仰げば尊し・蛍の光・文語の歌詞・文語動詞の歌い方

 「仰げば尊し」

  仰げば尊し わが師の恩

 「仰ぐ」は特殊な転呼の語ですので「あふげば」の歌ひ方は「アオゲバ」です。これ以外の歌ひ方はありません。(もちろん鎌倉時代の一時期を再現するつもりなのであればこの限りではありません。)参考
 「たふとし」は原則通り「トートシ」です。これ以外の歌ひ方はありません。
 実際の歌唱は「アーオーゲーバー、トーオートーシー」となるでせう。

 なほ、「尊し」が仮名表記で「たつとし」であれば「タットシ」です。

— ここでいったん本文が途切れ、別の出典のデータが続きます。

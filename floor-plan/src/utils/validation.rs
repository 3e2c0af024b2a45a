//! Input validation helpers
//!
//! Limits are chosen based on:
//! - Table labels are painted inside a single grid cell
//! - Realistic seat counts for one table

use shared::AppError;

/// Table labels
pub const MAX_LABEL_LEN: usize = 32;

/// Prefix of generated labels, leaving room for a four-digit counter
pub const MAX_LABEL_PREFIX_LEN: usize = MAX_LABEL_LEN - 4;

/// Seats per table
pub const MAX_CAPACITY: u32 = 50;

/// Validate that a required string is non-empty and within the length limit.
pub fn validate_required_text(value: &str, field: &str, max_len: usize) -> Result<(), AppError> {
    if value.trim().is_empty() {
        return Err(AppError::validation(format!("{field} must not be empty")));
    }
    let len = value.chars().count();
    if len > max_len {
        return Err(AppError::validation(format!(
            "{field} is too long ({len} chars, max {max_len})"
        )));
    }
    Ok(())
}

/// Validate a seat count and convert it to the engine's unsigned type.
pub fn validate_capacity(capacity: i64) -> Result<u32, AppError> {
    if capacity < 1 || capacity > MAX_CAPACITY as i64 {
        return Err(AppError::validation(format!(
            "capacity must be between 1 and {MAX_CAPACITY}, got {capacity}"
        ))
        .with_detail("field", "capacity"));
    }
    Ok(capacity as u32)
}
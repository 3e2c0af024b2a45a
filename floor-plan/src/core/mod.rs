//! Core: configuration and session context

pub mod config;
pub mod session;

pub use config::{ConfigError, EditorConfig};
pub use session::{ActiveEmployee, Session};
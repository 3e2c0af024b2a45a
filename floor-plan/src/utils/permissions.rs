//! Permission Definitions
//!
//! Simplified RBAC permission system.
//!
//! - Viewing layouts and logs needs no permission, signing in is enough
//! - Module permissions grant create/update/delete within one module
//! - `module:*` grants every permission of a module, `all` grants everything

/// Layout editing (zones and tables)
pub const TABLES_MANAGE: &str = "tables:manage";
/// Walking the food-safety alert workflow
pub const ALERTS_HANDLE: &str = "alerts:handle";

/// Configurable permissions
pub const ALL_PERMISSIONS: &[&str] = &[
    TABLES_MANAGE,
    "zones:manage",
    "reservations:manage",
    ALERTS_HANDLE,
    "temperatures:log",
    "cleaning:log",
    "reports:view",
    "settings:manage",
];

/// Admin-only permissions (not in the configurable list)
pub const ADMIN_ONLY_PERMISSIONS: &[&str] = &["users:manage", "all"];

pub const DEFAULT_ADMIN_PERMISSIONS: &[&str] = &["all"];

pub const DEFAULT_MANAGER_PERMISSIONS: &[&str] = &[
    TABLES_MANAGE,
    "zones:manage",
    "reservations:manage",
    ALERTS_HANDLE,
    "temperatures:log",
    "cleaning:log",
    "reports:view",
    "settings:manage",
];

pub const DEFAULT_USER_PERMISSIONS: &[&str] = &[ALERTS_HANDLE, "temperatures:log", "cleaning:log"];

/// Get permissions for a role name
pub fn get_default_permissions(role_name: &str) -> Vec<String> {
    let perms: &[&str] = match role_name {
        "admin" => DEFAULT_ADMIN_PERMISSIONS,
        "manager" => DEFAULT_MANAGER_PERMISSIONS,
        "user" => DEFAULT_USER_PERMISSIONS,
        _ => &[],
    };
    perms.iter().map(|s| s.to_string()).collect()
}

/// Validate if a permission string is valid
pub fn is_valid_permission(permission: &str) -> bool {
    ALL_PERMISSIONS.contains(&permission)
        || ADMIN_ONLY_PERMISSIONS.contains(&permission)
        || permission.ends_with(":*")
}

/// Whether `granted` satisfies `required`
pub fn permission_granted(granted: &[String], required: &str) -> bool {
    let module = required.split(':').next().unwrap_or(required);
    granted.iter().any(|p| {
        p == "all"
            || p == required
            || p.strip_suffix(":*").is_some_and(|m| m == module)
    })
}
//! Dining Table Model

use serde::{Deserialize, Serialize};

/// Table shape, drives the footprint a table takes on the floor grid
#[derive(Debug, Clone, Copy, PartialEq, Eq, Hash, Default, Serialize, Deserialize)]
#[serde(rename_all = "lowercase")]
pub enum TableShape {
    #[default]
    Square,
    Round,
    Rectangle,
}

/// Dining table entity
///
/// `pos_x`/`pos_y` is the anchor cell on the zone's floor grid.
#[derive(Debug, Clone, PartialEq, Serialize, Deserialize)]
pub struct DiningTable {
    pub id: i64,
    pub name: String,
    pub zone_id: i64,
    pub capacity: i32,
    #[serde(default)]
    pub shape: TableShape,
    #[serde(default)]
    pub pos_x: i32,
    #[serde(default)]
    pub pos_y: i32,
    #[serde(default = "default_true")]
    pub is_active: bool,
}

fn default_true() -> bool {
    true
}

/// Create dining table payload
#[derive(Debug, Clone, PartialEq, Serialize, Deserialize)]
pub struct DiningTableCreate {
    pub name: String,
    pub zone_id: i64,
    pub capacity: Option<i32>,
    pub shape: Option<TableShape>,
    pub pos_x: i32,
    pub pos_y: i32,
}

/// Update dining table payload
#[derive(Debug, Clone, Default, PartialEq, Serialize, Deserialize)]
pub struct DiningTableUpdate {
    #[serde(skip_serializing_if = "Option::is_none")]
    pub name: Option<String>,
    #[serde(skip_serializing_if = "Option::is_none")]
    pub zone_id: Option<i64>,
    #[serde(skip_serializing_if = "Option::is_none")]
    pub capacity: Option<i32>,
    #[serde(skip_serializing_if = "Option::is_none")]
    pub shape: Option<TableShape>,
    #[serde(skip_serializing_if = "Option::is_none")]
    pub pos_x: Option<i32>,
    #[serde(skip_serializing_if = "Option::is_none")]
    pub pos_y: Option<i32>,
    #[serde(skip_serializing_if = "Option::is_none")]
    pub is_active: Option<bool>,
}

impl DiningTableUpdate {
    /// Patch that only moves the table
    pub fn position(x: i32, y: i32) -> Self {
        Self {
            pos_x: Some(x),
            pos_y: Some(y),
            ..Default::default()
        }
    }

    pub fn is_empty(&self) -> bool {
        self == &Self::default()
    }
}
//! Error category classification

use super::codes::ErrorCode;
use serde::{Deserialize, Serialize};

/// Error category classification based on error code ranges
///
/// Unassigned ranges (3xxx, 5xxx, 6xxx, 9xxx and above) are reported as system errors.
#[derive(Debug, Clone, Copy, PartialEq, Eq, Hash, Serialize, Deserialize)]
#[serde(rename_all = "snake_case")]
pub enum ErrorCategory {
    /// General errors (0xxx)
    General,
    /// Authentication errors (1xxx)
    Auth,
    /// Permission errors (2xxx)
    Permission,
    /// Alert workflow errors (4xxx)
    Workflow,
    /// Table and zone layout errors (7xxx)
    Table,
    /// Employee errors (8xxx)
    Employee,
    /// System errors (9xxx)
    System,
}

impl ErrorCategory {
    /// Determine category from error code value
    pub fn from_code(code: u16) -> Self {
        match code {
            0..1000 => Self::General,
            1000..2000 => Self::Auth,
            2000..3000 => Self::Permission,
            4000..5000 => Self::Workflow,
            7000..8000 => Self::Table,
            8000..9000 => Self::Employee,
            _ => Self::System,
        }
    }

    /// Get the string name for this category
    pub fn name(&self) -> &'static str {
        match self {
            Self::General => "general",
            Self::Auth => "auth",
            Self::Permission => "permission",
            Self::Workflow => "workflow",
            Self::Table => "table",
            Self::Employee => "employee",
            Self::System => "system",
        }
    }
}

impl ErrorCode {
    /// Get the category for this error code
    pub fn category(&self) -> ErrorCategory {
        ErrorCategory::from_code(self.code())
    }
}
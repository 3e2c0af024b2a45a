//! Host callback contract
//!
//! The editor keeps only an in-memory copy of the layout. Every committed
//! mutation is handed to the host, which persists it and reports back the
//! authoritative id or an error.

use std::collections::BTreeMap;

use shared::models::{DiningTable, DiningTableCreate, DiningTableUpdate};
use shared::{AppError, AppResult, ErrorCode};

/// Outbound callbacks from the editor surface
pub trait LayoutHost {
    /// Persist a new table and return its id
    fn add(&mut self, draft: &DiningTableCreate) -> AppResult<i64>;

    /// Persist a partial update
    fn update(&mut self, id: i64, patch: &DiningTableUpdate) -> AppResult<()>;

    /// Persist a deletion
    fn delete(&mut self, id: i64) -> AppResult<()>;

    /// Selection changed; `None` clears it
    fn select(&mut self, id: Option<i64>);
}

/// Call received by a [`MemoryHost`]
#[derive(Debug, Clone, PartialEq)]
pub enum HostCall {
    Add(DiningTableCreate),
    Update(i64, DiningTableUpdate),
    Delete(i64),
    Select(Option<i64>),
}

/// In-memory host: a table store with a call log.
///
/// Used by hosts without a backend (demos, offline mode) and by tests.
#[derive(Debug, Default)]
pub struct MemoryHost {
    rows: BTreeMap<i64, DiningTable>,
    calls: Vec<HostCall>,
    fail_next: Option<ErrorCode>,
}

impl MemoryHost {
    pub fn new() -> Self {
        Self::default()
    }

    pub fn with_rows(rows: impl IntoIterator<Item = DiningTable>) -> Self {
        Self {
            rows: rows.into_iter().map(|r| (r.id, r)).collect(),
            ..Default::default()
        }
    }

    pub fn rows(&self) -> Vec<DiningTable> {
        self.rows.values().cloned().collect()
    }

    pub fn row(&self, id: i64) -> Option<&DiningTable> {
        self.rows.get(&id)
    }

    /// Successful calls, in order
    pub fn calls(&self) -> &[HostCall] {
        &self.calls
    }

    pub fn take_calls(&mut self) -> Vec<HostCall> {
        std::mem::take(&mut self.calls)
    }

    /// Make the next add/update/delete fail with `code`
    pub fn fail_next(&mut self, code: ErrorCode) {
        self.fail_next = Some(code);
    }

    fn check_failure(&mut self) -> AppResult<()> {
        match self.fail_next.take() {
            Some(code) => Err(AppError::new(code)),
            None => Ok(()),
        }
    }
}

impl LayoutHost for MemoryHost {
    fn add(&mut self, draft: &DiningTableCreate) -> AppResult<i64> {
        self.check_failure()?;

        let mut id = shared::util::snowflake_id();
        while self.rows.contains_key(&id) {
            id += 1;
        }
        self.rows.insert(
            id,
            DiningTable {
                id,
                name: draft.name.clone(),
                zone_id: draft.zone_id,
                capacity: draft.capacity.unwrap_or(1),
                shape: draft.shape.unwrap_or_default(),
                pos_x: draft.pos_x,
                pos_y: draft.pos_y,
                is_active: true,
            },
        );
        self.calls.push(HostCall::Add(draft.clone()));
        Ok(id)
    }

    fn update(&mut self, id: i64, patch: &DiningTableUpdate) -> AppResult<()> {
        self.check_failure()?;

        let row = self
            .rows
            .get_mut(&id)
            .ok_or_else(|| AppError::new(ErrorCode::TableNotFound).with_detail("id", id))?;
        if let Some(name) = &patch.name {
            row.name = name.clone();
        }
        if let Some(zone_id) = patch.zone_id {
            row.zone_id = zone_id;
        }
        if let Some(capacity) = patch.capacity {
            row.capacity = capacity;
        }
        if let Some(shape) = patch.shape {
            row.shape = shape;
        }
        if let Some(x) = patch.pos_x {
            row.pos_x = x;
        }
        if let Some(y) = patch.pos_y {
            row.pos_y = y;
        }
        if let Some(active) = patch.is_active {
            row.is_active = active;
        }
        self.calls.push(HostCall::Update(id, patch.clone()));
        Ok(())
    }

    fn delete(&mut self, id: i64) -> AppResult<()> {
        self.check_failure()?;
        self.rows.remove(&id);
        self.calls.push(HostCall::Delete(id));
        Ok(())
    }

    fn select(&mut self, id: Option<i64>) {
        self.calls.push(HostCall::Select(id));
    }
}
//! Utilities: logging, input validation and permissions

pub mod logger;
pub mod permissions;
pub mod validation;
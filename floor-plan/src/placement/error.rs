use shared::{AppError, ErrorCode};
use thiserror::Error;

/// Placement errors
///
/// Every failure leaves the table set untouched.
#[derive(Debug, Clone, PartialEq, Eq, Error)]
pub enum PlacementError {
    #[error("Cell ({x}, {y}) is outside the {width}x{height} grid")]
    OutOfBounds {
        x: i32,
        y: i32,
        width: i32,
        height: i32,
    },

    #[error("Cell ({x}, {y}) is occupied by table {occupant}")]
    OccupiedCell { x: i32, y: i32, occupant: i64 },

    #[error("Table {0} is already placed")]
    DuplicateId(i64),

    #[error("Grid {width}x{height} is outside the allowed range {min}..={max}")]
    InvalidGrid {
        width: i32,
        height: i32,
        min: i32,
        max: i32,
    },
}

impl From<PlacementError> for AppError {
    fn from(err: PlacementError) -> Self {
        let message = err.to_string();
        match err {
            PlacementError::OutOfBounds { x, y, width, height } => {
                AppError::with_message(ErrorCode::TableOutOfBounds, message)
                    .with_detail("x", x)
                    .with_detail("y", y)
                    .with_detail("grid_width", width)
                    .with_detail("grid_height", height)
            }
            PlacementError::OccupiedCell { x, y, occupant } => {
                AppError::with_message(ErrorCode::TableCellOccupied, message)
                    .with_detail("x", x)
                    .with_detail("y", y)
                    .with_detail("occupant", occupant)
            }
            PlacementError::DuplicateId(id) => {
                AppError::with_message(ErrorCode::TableDuplicateId, message).with_detail("id", id)
            }
            PlacementError::InvalidGrid { width, height, .. } => {
                AppError::with_message(ErrorCode::ZoneInvalidGrid, message)
                    .with_detail("grid_width", width)
                    .with_detail("grid_height", height)
            }
        }
    }
}
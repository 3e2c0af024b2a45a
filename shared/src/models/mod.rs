//! Data models
//!
//! Typed rows exchanged with the hosted database.
//! All IDs are `i64`.

pub mod alert;
pub mod dining_table;
pub mod employee;
pub mod role;
pub mod store_info;
pub mod zone;

// Re-exports
pub use alert::*;
pub use dining_table::*;
pub use employee::*;
pub use role::*;
pub use store_info::*;
pub use zone::*;
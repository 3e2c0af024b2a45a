//! Floor Plan - restaurant table layout editor core
//!
//! # Overview
//!
//! Tables are placed on a discrete grid per zone, dragged between cells and
//! edited in place. The crate keeps the authoritative in-memory layout for
//! one editing session and hands every committed change to a host that
//! persists it.
//!
//! - **Placement** (`placement`): occupancy checks, footprints, move/edit/remove
//! - **Drag** (`drag`): pixel pointer to grid cell snapping
//! - **Editor** (`editor`): pointer events, host callbacks, render model
//! - **Session** (`core`): signed-in employee, restaurant, alert workflow
//!
//! # Module layout
//!
//! ```text
//! floor-plan/src/
//! ├── core/        # configuration, session context
//! ├── placement/   # placement engine, footprints, errors
//! ├── editor/      # editor surface, host contract, view model
//! ├── utils/       # logging, validation, permissions
//! ├── grid.rs      # cells and grid bounds
//! ├── drag.rs      # drag controller
//! ├── records.rs   # row <-> placement conversion
//! └── workflow.rs  # food-safety alert workflow
//! ```

pub mod core;
pub mod drag;
pub mod editor;
pub mod grid;
pub mod placement;
pub mod records;
pub mod utils;
pub mod workflow;

// Re-export public types
pub use core::{ConfigError, EditorConfig, Session};
pub use drag::{DragController, DragSummary, Point};
pub use editor::{EditorSurface, HostCall, LayoutHost, MemoryHost, PointerDown, SurfaceView};
pub use grid::{Cell, Grid, GridLimits};
pub use placement::{CollisionMode, MoveOutcome, PlacedTable, PlacementEngine, PlacementError, TableEdit};
pub use workflow::{AlertWorkflow, StepOutcome};

// Re-export unified error types from shared
pub use shared::{ApiResponse, AppError, AppResult, ErrorCategory, ErrorCode};

// Re-export logger functions
pub use utils::logger::{init_logger, init_logger_from_config, init_logger_with_file};
//! REST API server — routes, DTOs, and OpenAPI documentation.

pub mod dto;
pub mod error;
pub mod openapi;
pub mod routes;
pub mod state;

「たふとし」で「タットシ」と読むことはありません。(漢語ならば例へば「なふとく」を「ナットク」と読むことはあります。)

 

 「蛍の光」

  幸くとばかり 歌ふなり

 「うたふなり」の歌ひ方は原則通り「ウトーナリ」です。実際の歌唱は「ウートーオナーアーリー」となるでせう。
 ただしこれは動詞ですので朗読する際には現代標準語(いはゆる「共通語」)に合はせ(長音化転呼せずに)「ウタウナリ」と読むことが可能です(文語の響きは失はれてしまひますが)。参考

 

 「箱根八里」

  前に聳え、後方(しりへ)に支(ささ)ふ

 「ささふ」は原則通り「サソー」です。実際の歌唱は「サソオ」に近いでせう。
 ただしこれは動詞ですので朗読する際には長音化転呼せずに「ササウ」と読むことが可能です(文語の響きは半分失はれてしまひますが)。参考
 余談ですが、「後方に誘ふ」と誤解して「サソウ」と歌つてゐる人が多いやうです。